Ia menyandarkan tubuhnya pada dinding dan duduk sejenak. Melepas lelah setelah berpetualang di lorong-lorong itu. Ia bersyukur menerima tawaran Aisha untuk makan malam. Jika tidak mungkin ia tidak akan sanggup melakukan semua ini. Ia mengeluarkan sebuah kalung dari saku celananya. Kalung berpermata merah itu dipandang lekat-lekat oleh Sean. Hanya itu yang mengingatkannya pada keluarganya. Setelah lama berdebat Xian memberinya kalung milik ibunya itu. “ Berisik, ini aku pinjami. Tapi ingat! Akulah orang yang pantas memiliki kalung ini. Jangan sampai kau menghilangkannya lagi. Aku tidak akan memaafkanmu jika kalung itu hilang.” Begitulah yang dikatakan Xian sebelum ia memberikan kalung itu.

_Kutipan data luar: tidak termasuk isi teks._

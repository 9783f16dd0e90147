/// Binary units accepted in human readable sizes, smallest first
const UNITS: [(&str, u64); 6] = [
    ("B", 1),
    ("KiB", 1 << 10),
    ("MiB", 1 << 20),
    ("GiB", 1 << 30),
    ("TiB", 1 << 40),
    ("PiB", 1 << 50),
];

/// Converts a size such as `"1.5 GiB"` or `"(700 MiB)"` into bytes
///
/// Units are matched case-insensitively. Returns `None` when no number
/// followed by a known unit is found.
pub fn parse_size_to_bytes(size: &str) -> Option<u64> {
    let trimmed = size.trim().trim_start_matches('(').trim_end_matches(')').trim();

    let split = trimmed
        .find(|c: char| !(c.is_ascii_digit() || c == '.'))
        .unwrap_or(trimmed.len());
    let (number, unit) = trimmed.split_at(split);

    let value: f64 = number.parse().ok()?;
    let unit = unit.trim();
    let multiplier = UNITS
        .iter()
        .find(|(name, _)| name.eq_ignore_ascii_case(unit))
        .map(|(_, multiplier)| *multiplier)?;

    Some((value * multiplier as f64).round() as u64)
}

Sean tersenyum mengingatnya. Bukan hanya itu, ia juga mengingat kenangan saat mereka berdua masih anak-anak dan baru belajar bertarung. Sean adalah orang yang selalu memenangkan pertandingan, hingga akhirnya Xian pergi mencari guru yang mau mengajarinya ilmu berpedang. Terlintas difikirannya sosok ibunya. Ia sedang tersenyum. Ingatan itu hampir saja hilang dari ingatan Sean. Selama ini yang selalu mendampigi ibunya adalah Xian. Yang ia lakukan hanya berkeliaran dan mencari masalah. Ia menyesali hal itu.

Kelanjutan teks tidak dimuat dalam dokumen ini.